Task item
Return each line of the entries that mentions the word "HeaderMap".

Data provided

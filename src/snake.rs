use std::collections::VecDeque;

use crate::config::GridSize;
use crate::input::Direction;

/// Grid position in logical cell coordinates.
#[derive(Debug, Clone, Copy, Eq, PartialEq, Hash)]
pub struct Position {
    pub x: i32,
    pub y: i32,
}

impl Position {
    /// Returns true when the position lies inside the bounds.
    #[must_use]
    pub fn is_within_bounds(self, bounds: GridSize) -> bool {
        self.x >= 0
            && self.y >= 0
            && self.x < i32::from(bounds.width)
            && self.y < i32::from(bounds.height)
    }

    /// Returns the neighbouring cell one step towards `direction`.
    #[must_use]
    pub fn step(self, direction: Direction) -> Self {
        let (dx, dy) = direction.offset();
        Self {
            x: self.x + dx,
            y: self.y + dy,
        }
    }
}

/// Snake body, head first.
///
/// The snake knows nothing about the board: it moves wherever it is told and
/// leaves wall and self-bite detection to [`crate::collision`].
#[derive(Debug, Clone)]
pub struct Snake {
    body: VecDeque<Position>,
}

impl Snake {
    /// Creates a one-cell snake at `start`.
    #[must_use]
    pub fn new(start: Position) -> Self {
        let mut body = VecDeque::new();
        body.push_front(start);

        Self { body }
    }

    /// Creates a snake from explicit body segments (front is head).
    ///
    /// # Panics
    ///
    /// Panics when `segments` is empty.
    #[must_use]
    pub fn from_segments(segments: Vec<Position>) -> Self {
        assert!(!segments.is_empty(), "snake needs at least one segment");
        Self {
            body: VecDeque::from(segments),
        }
    }

    /// Pushes a new head one cell towards `heading` and returns it.
    ///
    /// The tail is left in place; the caller either keeps it ([`Snake::grow`])
    /// or drops it ([`Snake::shrink`]) for this tick.
    pub fn advance(&mut self, heading: Direction) -> Position {
        let next_head = self.head().step(heading);
        self.body.push_front(next_head);
        next_head
    }

    /// Marks a growing tick.
    ///
    /// Growth is the absence of [`Snake::shrink`] after [`Snake::advance`]:
    /// the new head is already in place and the tail is simply kept, so there
    /// is nothing to mutate. Callers use it to name the eating branch.
    pub fn grow(&mut self) {}

    /// Drops the tail segment.
    pub fn shrink(&mut self) {
        if self.body.len() > 1 {
            let _ = self.body.pop_back();
        }
    }

    /// Returns the current head position.
    #[must_use]
    pub fn head(&self) -> Position {
        *self
            .body
            .front()
            .expect("snake body must always contain at least one segment")
    }

    /// Returns true if any segment occupies `position`.
    #[must_use]
    pub fn occupies(&self, position: Position) -> bool {
        self.body.contains(&position)
    }

    /// Returns true if the head overlaps any non-head segment.
    #[must_use]
    pub fn head_overlaps_body(&self) -> bool {
        let head = self.head();
        self.body.iter().skip(1).any(|segment| *segment == head)
    }

    /// Returns current segment count.
    #[must_use]
    pub fn len(&self) -> usize {
        self.body.len()
    }

    /// Always false; a snake keeps at least its head.
    #[must_use]
    pub fn is_empty(&self) -> bool {
        self.body.is_empty()
    }

    /// Iterates over body segments from head to tail.
    pub fn segments(&self) -> impl Iterator<Item = &Position> {
        self.body.iter()
    }
}
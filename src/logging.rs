use std::fs::{self, File, OpenOptions};
use std::io;
use std::path::{Path, PathBuf};

use simplelog::{Config, LevelFilter, WriteLogger};

use crate::config::{APP_DIR_NAME, LOG_FILE_NAME};

/// Returns the platform-correct, per-user log file path.
#[must_use]
pub fn log_path() -> PathBuf {
    let mut base = dirs::data_local_dir().unwrap_or_else(std::env::temp_dir);
    base.push(APP_DIR_NAME);
    base.push(LOG_FILE_NAME);
    base
}

/// Routes `log` records to a file; the terminal belongs to the game.
///
/// Returns the log path on success. Errors are not fatal to the caller.
pub fn init_logging(verbose: bool) -> io::Result<PathBuf> {
    let level = if verbose {
        LevelFilter::Debug
    } else {
        LevelFilter::Info
    };

    let path = log_path();
    let file = open_log_file(&path)?;
    WriteLogger::init(level, Config::default(), file)
        .map_err(|error| io::Error::new(io::ErrorKind::AlreadyExists, error))?;

    Ok(path)
}

/// Opens `path` for appending, creating parent directories when needed.
///
/// A symlink at `path` is refused instead of followed.
fn open_log_file(path: &Path) -> io::Result<File> {
    if let Some(parent) = path.parent() {
        fs::create_dir_all(parent)?;
    }

    match fs::symlink_metadata(path) {
        Ok(metadata) if metadata.file_type().is_symlink() => {
            return Err(io::Error::new(
                io::ErrorKind::InvalidInput,
                format!("refusing to log through symlink {}", path.display()),
            ));
        }
        Ok(_) => {}
        Err(e) if e.kind() == io::ErrorKind::NotFound => {}
        Err(e) => return Err(e),
    }

    OpenOptions::new().create(true).append(true).open(path)
}
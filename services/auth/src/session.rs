//! Session cookie transport and request extractors
//!
//! The cookie is `SameSite=Lax` rather than `Strict` so a signed-in player
//! following a link from another site still arrives signed in. State-changing
//! requests are covered by the CSRF guard regardless.

use axum::{
    async_trait,
    extract::FromRequestParts,
    http::{HeaderMap, request::Parts},
};
use axum_extra::extract::cookie::{Cookie, CookieJar, SameSite};
use time::Duration;

use crate::{
    error::ApiError,
    jwt::SESSION_TTL_DAYS,
    models::SessionData,
    state::AppState,
};

/// Cookie carrying the signed session credential
pub const SESSION_COOKIE_NAME: &str = "session_token";

/// Write a credential into the response cookies
pub fn attach_to_response(jar: CookieJar, credential: String, secure: bool) -> CookieJar {
    let cookie = Cookie::build((SESSION_COOKIE_NAME, credential))
        .http_only(true)
        .secure(secure)
        .same_site(SameSite::Lax)
        .path("/")
        .max_age(Duration::days(SESSION_TTL_DAYS))
        .build();

    jar.add(cookie)
}

/// Read the raw credential from the request cookies, if any
pub fn read_from_request(headers: &HeaderMap) -> Option<String> {
    CookieJar::from_headers(headers)
        .get(SESSION_COOKIE_NAME)
        .map(|cookie| cookie.value().to_string())
        .filter(|value| !value.is_empty())
}

/// Expire the session cookie (sign-out)
pub fn clear(jar: CookieJar) -> CookieJar {
    jar.remove(Cookie::build((SESSION_COOKIE_NAME, "")).path("/"))
}

fn resolve(parts: &Parts, state: &AppState) -> Option<SessionData> {
    let credential = read_from_request(&parts.headers)?;
    state.session_codec.verify(&credential)
}

/// Caller with a valid session; rejects with 401 otherwise
#[derive(Debug, Clone)]
pub struct CurrentSession(pub SessionData);

#[async_trait]
impl FromRequestParts<AppState> for CurrentSession {
    type Rejection = ApiError;

    async fn from_request_parts(parts: &mut Parts, state: &AppState) -> Result<Self, Self::Rejection> {
        resolve(parts, state)
            .map(CurrentSession)
            .ok_or(ApiError::Unauthorized)
    }
}

/// Caller session if there is a valid one. Never rejects.
#[derive(Debug, Clone)]
pub struct OptionalSession(pub Option<SessionData>);

#[async_trait]
impl FromRequestParts<AppState> for OptionalSession {
    type Rejection = std::convert::Infallible;

    async fn from_request_parts(parts: &mut Parts, state: &AppState) -> Result<Self, Self::Rejection> {
        Ok(OptionalSession(resolve(parts, state)))
    }
}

Written answer
    http::{HeaderMap, request::Parts},
pub fn read_from_request(headers: &HeaderMap) -> Option<String> {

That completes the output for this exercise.